Ludwig verwies darauf, dass von den Kürzungen der Koalition vor allem Kinder, Pensionisten und Behinderte betroffen seien – 60 Prozent der Mindestsicherungsbezieher würden dem Arbeitsmarkt gar nicht zur Verfügung stehen. Ob sich Wien an den Verfassungsgerichtshof wenden wird, konnte er noch nicht sagen, dazu müsste erst der endgültige Gesetzestext vorliegen.
Blaue Angriffe und Provokationen
Obwohl in der Bundeshauptstadt planmäßig erst im Herbst 2020 gewählt werden soll, gossen die Freiheitlichen umgehend zusätzliches Öl ins Feuer: Verkehrsminister Norbert Hofer tat via Ö1 kund, dass es nach dem nächsten Urnengang wohl einen blauen Bürgermeister in Wien geben werde – ein Wechsel „täte der Stadt sehr gut“. Johann Gudenus, geschäftsführender Wiener FPÖ-Obmann und Klubchef im Parlament in Personalunion, warf der Stadtregierung vor, Zuwanderern zu hofieren: „Unser Sozialsystem auszunutzen kann künftig nicht mehr geduldet werden“, erklärte er, es sei „daher an der Zeit, die rot-grüne Fremdherrschaft über Wien zu beenden.“
Rote Zitate und türkise Kalkulationen
In der sonntäglichen ORF- Pressestunde rückte dann Kanzler Kurz mit einem vier Monate alten Zitat von Wiens Bildungsstadtrat Jürgen Czernohorszky (SPÖ) an. Im September hatte dieser in der Krone kritisiert, dass der Bund die Mittel für Brennpunktschulen gestrichen habe – und wortwörtlich erklärt, dass es dort Schüler gäbe, „die die Sprache nicht ordentlich können und daheim keine Unterstützung bekommen, vielleicht sogar die Einzigen sind, die in der Früh aufstehen“.

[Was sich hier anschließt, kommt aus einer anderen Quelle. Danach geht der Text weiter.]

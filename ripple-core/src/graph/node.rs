//! Graph Nodes
//!
//! This module defines the node records that live in the dependency graph
//! arena, together with their identifiers and status flags.

use std::fmt;
use std::rc::{Rc, Weak};

use bitflags::bitflags;
use serde::Serialize;

use super::link::LinkId;
use crate::reactive::Reactive;

/// Unique identifier for a node in the dependency graph.
///
/// This is a slot index into the runtime's node arena. It stays valid for as
/// long as the signal, computed or effect that owns it is alive.
#[repr(transparent)]
#[derive(Debug, Clone, Copy, PartialEq, Eq, Hash, PartialOrd, Ord, Serialize)]
#[serde(transparent)]
pub struct NodeId(u32);

impl NodeId {
    pub(crate) fn new(index: usize) -> Self {
        Self(index as u32)
    }

    /// Get the raw arena index.
    pub fn index(self) -> usize {
        self.0 as usize
    }
}

impl fmt::Display for NodeId {
    fn fmt(&self, f: &mut fmt::Formatter<'_>) -> fmt::Result {
        write!(f, "#{}", self.0)
    }
}

/// The kind of node in the dependency graph.
#[derive(Debug, Clone, Copy, PartialEq, Eq, Serialize)]
pub enum NodeKind {
    /// A signal. Roots of the graph: subscribers only, no dependencies.
    Signal,

    /// A computed value. Has dependencies and may have subscribers.
    Computed,

    /// An effect. Leaves of the graph: dependencies only.
    Effect,
}

bitflags! {
    /// Status bits carried by every subscriber node.
    ///
    /// Kind tags and status bits share one field so a single load answers
    /// "is this a dirty computed?" style questions.
    #[derive(Debug, Clone, Copy, PartialEq, Eq, Default, Serialize)]
    pub struct Flags: u16 {
        /// Node is a computed.
        const COMPUTED = 1 << 0;
        /// Node is an effect.
        const EFFECT = 1 << 1;
        /// A tracking pass is open on this node.
        const TRACKING = 1 << 2;
        /// Node was reached by the current propagation and, for effects, queued.
        const NOTIFIED = 1 << 3;
        /// Node was reached while tracking, through a link confirmed in that pass.
        const RECURSED = 1 << 4;
        /// Known stale: must re-run before its value is trusted.
        const DIRTY = 1 << 5;
        /// An upstream computed may have changed; must be pulled to know.
        const PENDING_COMPUTED = 1 << 6;
        /// Effect was stopped and never runs again.
        const STOPPED = 1 << 7;

        const PROPAGATED = Self::DIRTY.bits() | Self::PENDING_COMPUTED.bits();
    }
}

/// The evaluation capability registered for a node.
///
/// Computeds are held weakly: they live as long as user handles (or closures
/// of their readers) keep them. Effects are owned by the arena until stopped.
pub(crate) enum Handler {
    Signal,
    Computed(Weak<dyn Reactive>),
    Effect(Rc<dyn Reactive>),
    Released,
}

/// A node record in the arena.
pub(crate) struct Node {
    pub(crate) kind: NodeKind,
    pub(crate) flags: Flags,

    /// Head and tail of the dependency-link list (links where this node is
    /// the subscriber). While tracking, `deps_tail` is the last confirmed link.
    pub(crate) deps: Option<LinkId>,
    pub(crate) deps_tail: Option<LinkId>,

    /// Head and tail of the subscriber-link list (links where this node is
    /// the dependency).
    pub(crate) subs: Option<LinkId>,
    pub(crate) subs_tail: Option<LinkId>,

    pub(crate) handler: Handler,
}

impl Node {
    /// Create a node of the given kind with its initial flags.
    ///
    /// Computeds start dirty so the first read evaluates them.
    pub(crate) fn new(kind: NodeKind, handler: Handler) -> Self {
        let flags = match kind {
            NodeKind::Signal => Flags::empty(),
            NodeKind::Computed => Flags::COMPUTED | Flags::DIRTY,
            NodeKind::Effect => Flags::EFFECT,
        };
        Self {
            kind,
            flags,
            deps: None,
            deps_tail: None,
            subs: None,
            subs_tail: None,
            handler,
        }
    }

    pub(crate) fn is_computed(&self) -> bool {
        self.flags.contains(Flags::COMPUTED)
    }

    pub(crate) fn is_effect(&self) -> bool {
        self.flags.contains(Flags::EFFECT)
    }

    /// Clone the computed's evaluation capability, if it is still alive.
    pub(crate) fn computed_handler(&self) -> Option<Rc<dyn Reactive>> {
        match &self.handler {
            Handler::Computed(weak) => weak.upgrade(),
            _ => None,
        }
    }

    /// Clone the effect's evaluation capability, unless it was released.
    pub(crate) fn effect_handler(&self) -> Option<Rc<dyn Reactive>> {
        match &self.handler {
            Handler::Effect(rc) => Some(rc.clone()),
            _ => None,
        }
    }
}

Dazu bekräftigte Kurz seine Kritik an Wien: Wenn sich die SPÖ „ertappt“fühle, dann werde statt einer Sachdiskussion eine „Welle der Empörung“erzeugt. Und schon deklinierte der Kanzler weitere Problemzahlen der Bundeshauptstadt herunter: Die Arbeitslosenquote liege dort bei 13 Prozent, 15.000 Menschen seien obdachlos, jeder zweite Mindestsicherungsbezieher (von insgesamt 130.746 mit Stand Dezember 2018, Anm.) kein österreichischer Staatsbürger. Ein Verkäufer mit drei Kindern bekomme derzeit inklusive aller Leistungen 2500 Euro netto im Monat, rechnete Kurz vor. Eine Flüchtlingsfamilie mit drei Kindern, in der niemand arbeite, erhalte in Wien dagegen 2660 Euro Mindestsicherung – das sei „Gift für die Gesellschaft“.
Dafür verteidigte der Kanzler die Caritas gegen die anhaltenden Attacken seines Koalitionspartners: „Von der aggressiven Wortwahl“halte er „nichts“, sagte Kurz. Die Kritik des Caritas-Präsidenten, dass es in Mehrkindfamilien ab dem dritten Kind nur noch 43 Euro Zuschuss geben soll, ließ er jedoch an sich abprallen.